Below are some records. Print exactly the lines between the one holding "to this identifier." and the one holding "pub fn config(&self)", inclusive, and nothing else.

Dataset entries:
BEGIN

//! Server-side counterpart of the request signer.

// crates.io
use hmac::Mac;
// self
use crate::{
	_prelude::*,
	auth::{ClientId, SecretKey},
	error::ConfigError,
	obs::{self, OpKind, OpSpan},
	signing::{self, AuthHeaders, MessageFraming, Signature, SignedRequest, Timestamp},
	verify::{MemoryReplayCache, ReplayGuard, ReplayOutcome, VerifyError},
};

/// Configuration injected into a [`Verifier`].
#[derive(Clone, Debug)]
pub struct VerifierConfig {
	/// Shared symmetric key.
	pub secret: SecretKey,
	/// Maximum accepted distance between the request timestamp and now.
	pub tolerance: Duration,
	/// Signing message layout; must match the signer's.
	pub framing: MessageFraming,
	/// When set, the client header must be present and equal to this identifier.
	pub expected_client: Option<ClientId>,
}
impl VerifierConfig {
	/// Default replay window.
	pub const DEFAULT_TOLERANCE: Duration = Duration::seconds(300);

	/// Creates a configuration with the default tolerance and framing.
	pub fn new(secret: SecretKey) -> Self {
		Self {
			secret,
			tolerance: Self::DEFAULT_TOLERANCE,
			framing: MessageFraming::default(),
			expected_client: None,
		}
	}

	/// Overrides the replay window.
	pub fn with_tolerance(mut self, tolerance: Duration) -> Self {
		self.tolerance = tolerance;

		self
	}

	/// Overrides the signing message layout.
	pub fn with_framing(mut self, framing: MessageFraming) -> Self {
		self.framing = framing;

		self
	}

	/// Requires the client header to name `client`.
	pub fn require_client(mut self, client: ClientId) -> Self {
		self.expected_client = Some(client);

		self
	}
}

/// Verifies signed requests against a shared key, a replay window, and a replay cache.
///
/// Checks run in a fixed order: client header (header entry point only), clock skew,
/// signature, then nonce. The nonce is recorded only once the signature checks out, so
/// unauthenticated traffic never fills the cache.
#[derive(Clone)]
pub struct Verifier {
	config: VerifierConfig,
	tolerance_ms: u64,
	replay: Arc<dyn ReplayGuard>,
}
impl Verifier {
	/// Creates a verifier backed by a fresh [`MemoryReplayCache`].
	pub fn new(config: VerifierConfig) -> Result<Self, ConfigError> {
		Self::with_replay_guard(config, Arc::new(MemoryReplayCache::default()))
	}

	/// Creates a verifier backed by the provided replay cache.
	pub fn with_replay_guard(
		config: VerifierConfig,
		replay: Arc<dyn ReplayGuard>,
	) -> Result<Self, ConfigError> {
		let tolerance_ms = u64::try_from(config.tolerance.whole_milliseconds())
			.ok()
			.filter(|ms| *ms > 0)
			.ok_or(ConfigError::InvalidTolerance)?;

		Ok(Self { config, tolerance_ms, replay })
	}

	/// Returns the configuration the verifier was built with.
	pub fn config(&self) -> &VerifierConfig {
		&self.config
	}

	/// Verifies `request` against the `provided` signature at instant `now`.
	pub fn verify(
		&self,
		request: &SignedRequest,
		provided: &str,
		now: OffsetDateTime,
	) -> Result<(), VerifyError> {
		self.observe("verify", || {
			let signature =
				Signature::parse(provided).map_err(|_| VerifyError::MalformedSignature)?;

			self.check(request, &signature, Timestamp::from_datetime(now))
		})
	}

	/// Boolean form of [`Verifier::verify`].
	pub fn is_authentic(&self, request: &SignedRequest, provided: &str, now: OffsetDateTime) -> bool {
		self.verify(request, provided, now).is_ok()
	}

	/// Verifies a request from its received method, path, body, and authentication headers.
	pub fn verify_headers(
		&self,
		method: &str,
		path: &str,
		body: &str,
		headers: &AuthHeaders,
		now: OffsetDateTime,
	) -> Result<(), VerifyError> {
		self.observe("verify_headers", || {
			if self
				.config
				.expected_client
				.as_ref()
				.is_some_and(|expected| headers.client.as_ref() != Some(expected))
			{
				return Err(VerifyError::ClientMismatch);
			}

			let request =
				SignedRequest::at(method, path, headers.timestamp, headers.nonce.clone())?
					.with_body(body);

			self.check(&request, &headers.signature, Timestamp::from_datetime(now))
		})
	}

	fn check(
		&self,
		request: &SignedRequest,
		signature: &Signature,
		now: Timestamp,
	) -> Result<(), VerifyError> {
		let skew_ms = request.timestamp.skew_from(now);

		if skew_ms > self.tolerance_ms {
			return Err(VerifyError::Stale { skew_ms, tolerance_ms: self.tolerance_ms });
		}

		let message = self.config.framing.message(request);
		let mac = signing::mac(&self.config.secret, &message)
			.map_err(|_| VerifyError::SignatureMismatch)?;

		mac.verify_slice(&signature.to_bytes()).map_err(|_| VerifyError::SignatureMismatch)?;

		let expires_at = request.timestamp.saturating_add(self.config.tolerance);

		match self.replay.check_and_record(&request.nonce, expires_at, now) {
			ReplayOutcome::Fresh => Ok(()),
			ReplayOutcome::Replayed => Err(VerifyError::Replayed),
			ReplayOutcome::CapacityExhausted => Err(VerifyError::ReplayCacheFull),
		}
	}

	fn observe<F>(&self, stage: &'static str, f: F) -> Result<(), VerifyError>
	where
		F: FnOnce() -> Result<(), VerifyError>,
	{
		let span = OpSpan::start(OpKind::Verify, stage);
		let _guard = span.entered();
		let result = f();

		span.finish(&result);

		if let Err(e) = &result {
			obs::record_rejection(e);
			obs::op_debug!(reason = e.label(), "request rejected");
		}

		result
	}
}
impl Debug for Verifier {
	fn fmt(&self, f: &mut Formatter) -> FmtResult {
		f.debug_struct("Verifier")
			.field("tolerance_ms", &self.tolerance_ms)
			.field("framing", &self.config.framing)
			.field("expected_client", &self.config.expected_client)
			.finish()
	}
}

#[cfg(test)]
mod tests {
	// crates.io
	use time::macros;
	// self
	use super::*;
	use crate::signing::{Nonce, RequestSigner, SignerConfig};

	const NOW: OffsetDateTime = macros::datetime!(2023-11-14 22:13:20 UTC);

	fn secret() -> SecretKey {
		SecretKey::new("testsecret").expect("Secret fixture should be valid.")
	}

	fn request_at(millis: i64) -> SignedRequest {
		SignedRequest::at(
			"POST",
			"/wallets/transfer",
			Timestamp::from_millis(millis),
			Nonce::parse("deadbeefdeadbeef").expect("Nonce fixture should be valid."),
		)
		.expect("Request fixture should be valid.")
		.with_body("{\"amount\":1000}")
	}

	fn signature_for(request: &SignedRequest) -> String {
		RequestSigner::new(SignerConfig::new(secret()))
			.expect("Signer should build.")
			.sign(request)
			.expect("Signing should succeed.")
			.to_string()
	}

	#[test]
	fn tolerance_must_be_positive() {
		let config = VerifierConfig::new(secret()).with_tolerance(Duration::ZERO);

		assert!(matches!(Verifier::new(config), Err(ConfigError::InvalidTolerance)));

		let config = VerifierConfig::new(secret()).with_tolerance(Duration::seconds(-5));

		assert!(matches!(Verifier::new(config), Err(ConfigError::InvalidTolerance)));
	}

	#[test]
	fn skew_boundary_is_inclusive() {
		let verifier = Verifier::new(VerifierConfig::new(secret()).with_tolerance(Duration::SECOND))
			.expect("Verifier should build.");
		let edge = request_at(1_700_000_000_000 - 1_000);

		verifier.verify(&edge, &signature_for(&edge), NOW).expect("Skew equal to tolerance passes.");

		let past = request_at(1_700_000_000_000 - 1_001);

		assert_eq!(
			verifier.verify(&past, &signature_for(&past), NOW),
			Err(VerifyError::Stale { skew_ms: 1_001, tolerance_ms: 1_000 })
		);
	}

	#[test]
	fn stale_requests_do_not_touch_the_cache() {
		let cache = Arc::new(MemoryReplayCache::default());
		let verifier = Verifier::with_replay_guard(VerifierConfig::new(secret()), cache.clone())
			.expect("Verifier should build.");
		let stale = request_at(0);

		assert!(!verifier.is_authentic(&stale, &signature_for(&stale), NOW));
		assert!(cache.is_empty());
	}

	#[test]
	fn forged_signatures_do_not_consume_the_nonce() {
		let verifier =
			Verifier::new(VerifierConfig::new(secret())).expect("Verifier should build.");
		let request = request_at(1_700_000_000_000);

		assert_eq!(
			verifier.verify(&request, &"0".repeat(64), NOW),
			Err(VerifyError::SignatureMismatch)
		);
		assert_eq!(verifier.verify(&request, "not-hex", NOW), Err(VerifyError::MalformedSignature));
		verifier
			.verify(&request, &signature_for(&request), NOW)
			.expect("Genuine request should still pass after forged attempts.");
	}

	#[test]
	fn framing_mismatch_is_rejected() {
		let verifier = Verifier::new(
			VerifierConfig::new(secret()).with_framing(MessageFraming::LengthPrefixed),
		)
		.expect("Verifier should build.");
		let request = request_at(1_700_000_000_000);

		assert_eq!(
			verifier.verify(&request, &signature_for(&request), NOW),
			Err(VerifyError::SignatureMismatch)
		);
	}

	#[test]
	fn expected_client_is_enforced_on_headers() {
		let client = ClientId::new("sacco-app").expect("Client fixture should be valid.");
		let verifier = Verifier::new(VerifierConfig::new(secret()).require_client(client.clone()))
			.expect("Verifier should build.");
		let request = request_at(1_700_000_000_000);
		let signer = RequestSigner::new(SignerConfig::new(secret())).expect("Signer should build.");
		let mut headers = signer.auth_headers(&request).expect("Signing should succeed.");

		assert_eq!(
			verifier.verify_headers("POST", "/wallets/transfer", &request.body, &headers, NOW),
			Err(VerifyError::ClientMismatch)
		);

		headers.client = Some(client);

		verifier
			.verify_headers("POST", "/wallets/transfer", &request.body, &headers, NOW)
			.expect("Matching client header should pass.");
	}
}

END

[Exercise output]
	/// When set, the client header must be present and equal to this identifier.
	pub expected_client: Option<ClientId>,
}
impl VerifierConfig {
	/// Default replay window.
	pub const DEFAULT_TOLERANCE: Duration = Duration::seconds(300);

	/// Creates a configuration with the default tolerance and framing.
	pub fn new(secret: SecretKey) -> Self {
		Self {
			secret,
			tolerance: Self::DEFAULT_TOLERANCE,
			framing: MessageFraming::default(),
			expected_client: None,
		}
	}

	/// Overrides the replay window.
	pub fn with_tolerance(mut self, tolerance: Duration) -> Self {
		self.tolerance = tolerance;

		self
	}

	/// Overrides the signing message layout.
	pub fn with_framing(mut self, framing: MessageFraming) -> Self {
		self.framing = framing;

		self
	}

	/// Requires the client header to name `client`.
	pub fn require_client(mut self, client: ClientId) -> Self {
		self.expected_client = Some(client);

		self
	}
}

/// Verifies signed requests against a shared key, a replay window, and a replay cache.
///
/// Checks run in a fixed order: client header (header entry point only), clock skew,
/// signature, then nonce. The nonce is recorded only once the signature checks out, so
/// unauthenticated traffic never fills the cache.
#[derive(Clone)]
pub struct Verifier {
	config: VerifierConfig,
	tolerance_ms: u64,
	replay: Arc<dyn ReplayGuard>,
}
impl Verifier {
	/// Creates a verifier backed by a fresh [`MemoryReplayCache`].
	pub fn new(config: VerifierConfig) -> Result<Self, ConfigError> {
		Self::with_replay_guard(config, Arc::new(MemoryReplayCache::default()))
	}

	/// Creates a verifier backed by the provided replay cache.
	pub fn with_replay_guard(
		config: VerifierConfig,
		replay: Arc<dyn ReplayGuard>,
	) -> Result<Self, ConfigError> {
		let tolerance_ms = u64::try_from(config.tolerance.whole_milliseconds())
			.ok()
			.filter(|ms| *ms > 0)
			.ok_or(ConfigError::InvalidTolerance)?;

		Ok(Self { config, tolerance_ms, replay })
	}

	/// Returns the configuration the verifier was built with.
	pub fn config(&self) -> &VerifierConfig {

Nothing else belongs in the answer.